The burial service was in California. The hearse drove away toward the airport.

***

Jeff wrapped his car around a pole at a spot where the road curves slightly and can catch you if you’ve been watching the highway for too long, particularly if you’ve been taking pills.

He lived for a while in a helicopter on the way to the hospital.

***

I whistled but Rascal lay still. Blood pooled around his head.

The grass didn’t grow back for almost a year.

***

Vera smiled and laughed, tubes coming out of her arms, holding her stomach in pain.

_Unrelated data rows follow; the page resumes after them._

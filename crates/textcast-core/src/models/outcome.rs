//! Per-item results returned by the batch upload endpoints.

use serde::{Deserialize, Serialize};
use utoipa::ToSchema;

use super::record::ExtendedUploadRecord;

pub const UPLOAD_SUCCESSFUL: &str = "Upload successful";
pub const NO_FILE_SELECTED: &str = "No file selected";
pub const UPLOAD_ERROR: &str = "Error processing the upload";

/// Result of one `(text, file)` pair of a simple upload batch.
#[derive(Debug, Clone, PartialEq, Eq, Serialize, Deserialize, ToSchema)]
pub struct SimpleUploadOutcome {
    pub message: String,
    #[serde(skip_serializing_if = "Option::is_none")]
    pub file_url: Option<String>,
    #[serde(skip_serializing_if = "Option::is_none")]
    pub error: Option<String>,
}

impl SimpleUploadOutcome {
    pub fn uploaded(file_url: String) -> Self {
        Self {
            message: UPLOAD_SUCCESSFUL.to_string(),
            file_url: Some(file_url),
            error: None,
        }
    }

    pub fn no_file() -> Self {
        Self {
            message: NO_FILE_SELECTED.to_string(),
            file_url: None,
            error: None,
        }
    }

    pub fn failed(error: impl Into<String>) -> Self {
        Self {
            message: UPLOAD_ERROR.to_string(),
            file_url: None,
            error: Some(error.into()),
        }
    }

    pub fn is_success(&self) -> bool {
        self.file_url.is_some()
    }
}

/// Result of one item of an extended upload batch.
#[derive(Debug, Clone, PartialEq, Eq, Serialize, Deserialize, ToSchema)]
pub struct ExtendedUploadOutcome {
    pub message: String,
    #[serde(skip_serializing_if = "Option::is_none")]
    pub data: Option<ExtendedUploadRecord>,
    #[serde(skip_serializing_if = "Option::is_none")]
    pub error: Option<String>,
}

impl ExtendedUploadOutcome {
    pub fn uploaded(record: ExtendedUploadRecord) -> Self {
        Self {
            message: UPLOAD_SUCCESSFUL.to_string(),
            data: Some(record),
            error: None,
        }
    }

    pub fn skipped(index: usize) -> Self {
        Self {
            message: format!("Missing required fields for item index: {}", index),
            data: None,
            error: None,
        }
    }

    pub fn failed(error: impl Into<String>) -> Self {
        Self {
            message: UPLOAD_ERROR.to_string(),
            data: None,
            error: Some(error.into()),
        }
    }

    pub fn is_success(&self) -> bool {
        self.data.is_some()
    }
}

She stopped breathing around dawn. My father held her hand before they took her away.

***

Two strange dogs in the barn. One had blood on its collar.

***

The mosquitoes bit through our clothes as we sat on the runway.

***

We filled the waiting room.

***

I never figured out which telephone pole he hit.

***

We took shots, leaning on the railing over the bay. The food was good and the music wasn’t bad and the moon was low and small.

***

We sat on the porch, talking about sackcloth panties. She rocked in the white chair with the peeling paint, looking out at the field.

***

He laughed and slurred his words.

***

We looked out the windows at the saltwater marsh below.

***

I spent all day digging a grave in the pasture, at the edge of the trees, where the sunlight falls early in the morning, so he would know when to come home.

I dug for a while and put him inside, but the hole wasn’t long enough and his neck bent against the dirt. I dragged him out by his front legs.

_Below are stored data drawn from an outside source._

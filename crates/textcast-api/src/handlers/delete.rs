use crate::constants::{DELETE_ERROR, DELETE_SUCCESSFUL};
use crate::error::{ErrorResponse, HttpAppError, ValidatedJson};
use crate::services::DeletionService;
use crate::state::AppState;
use axum::{extract::State, Json};
use std::sync::Arc;
use textcast_core::models::{DeleteSubuploadRequest, DeleteUploadRequest, MessageResponse};

/// Delete a simple upload and its stored file.
#[utoipa::path(
    post,
    path = "/delete",
    tag = "records",
    request_body = DeleteUploadRequest,
    responses(
        (status = 200, description = "Upload deleted", body = MessageResponse),
        (status = 400, description = "Malformed JSON body", body = ErrorResponse),
        (status = 404, description = "Item not found", body = ErrorResponse),
        (status = 500, description = "Error deleting item", body = ErrorResponse)
    )
)]
#[tracing::instrument(
    skip(state, request),
    fields(upload_timestamp = %request.upload_timestamp, operation = "delete_upload")
)]
pub async fn delete_upload(
    State(state): State<Arc<AppState>>,
    ValidatedJson(request): ValidatedJson<DeleteUploadRequest>,
) -> Result<Json<MessageResponse>, HttpAppError> {
    DeletionService::new(&state)
        .delete_simple(&request.upload_timestamp)
        .await
        .map_err(|e| HttpAppError::from(e).context(DELETE_ERROR))?;

    Ok(Json(MessageResponse::new(DELETE_SUCCESSFUL)))
}

/// Delete an extended upload and every asset it references.
#[utoipa::path(
    post,
    path = "/delete_subupload",
    tag = "records",
    request_body = DeleteSubuploadRequest,
    responses(
        (status = 200, description = "Upload deleted", body = MessageResponse),
        (status = 400, description = "Malformed JSON body", body = ErrorResponse),
        (status = 404, description = "Item not found", body = ErrorResponse),
        (status = 500, description = "Error deleting item", body = ErrorResponse)
    )
)]
#[tracing::instrument(
    skip(state, request),
    fields(text_id = %request.text_id, operation = "delete_subupload")
)]
pub async fn delete_subupload(
    State(state): State<Arc<AppState>>,
    ValidatedJson(request): ValidatedJson<DeleteSubuploadRequest>,
) -> Result<Json<MessageResponse>, HttpAppError> {
    DeletionService::new(&state)
        .delete_extended(&request.text_id)
        .await
        .map_err(|e| HttpAppError::from(e).context(DELETE_ERROR))?;

    Ok(Json(MessageResponse::new(DELETE_SUCCESSFUL)))
}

The wooden handle of the shovel snapped and I went to the barn to find a new one. The cows circled around him, their heads low. They ran away when I came back.

***

A woman screamed in the police station. I had to walk around the block to get it out of my head.

***

The Animal Control agent said she needed to see the wounds. I pulled back the sheet. His face was covered with ants and the veins in his neck stuck to the ground.

***

She told me that her father left the house whistling a sad song the day her grandmother died.

***

He juggled knives in the kitchen. His pregnant wife gave him disapproving looks from the couch, but I was on the linoleum floor, looking up, awed by the spinning blades.

***

We spent Christmas Eve at the strip club, sharing lap dances from two women with fake breasts.

***

I drank beer and played guitar and he lay next to me, our bodies flattening the waist-high grass.

***

She sang Cherokee songs. The train’s coming, she translated.

***

A picture of us lying in the yard, his paw around my arm.

***

A picture of us in the back of the plane.

***

A picture of us smoking cigarettes, cropped out for the slideshow.

***

A picture of us smiling, eyes closed.

***

A service in a small church next to a field of strawberries. A pastor staring at me during the prayer, asking people to come forward.

***

The ground packed in. The sun behind the trees.

***

Sweat stains on black suits, fresh dirt, dark, the day so humid.

***

His mother told me I could have some of his ashes. There would be seven pounds.

***

I read the passage and followed the ceremony but wasn’t sure where to stand. Outside, I hugged my uncle for the first time since I was a child.

***

His friends swore and cried at the podium and I didn’t stay for dinner because the church was too empty and the tables were too long and the dishes were too white.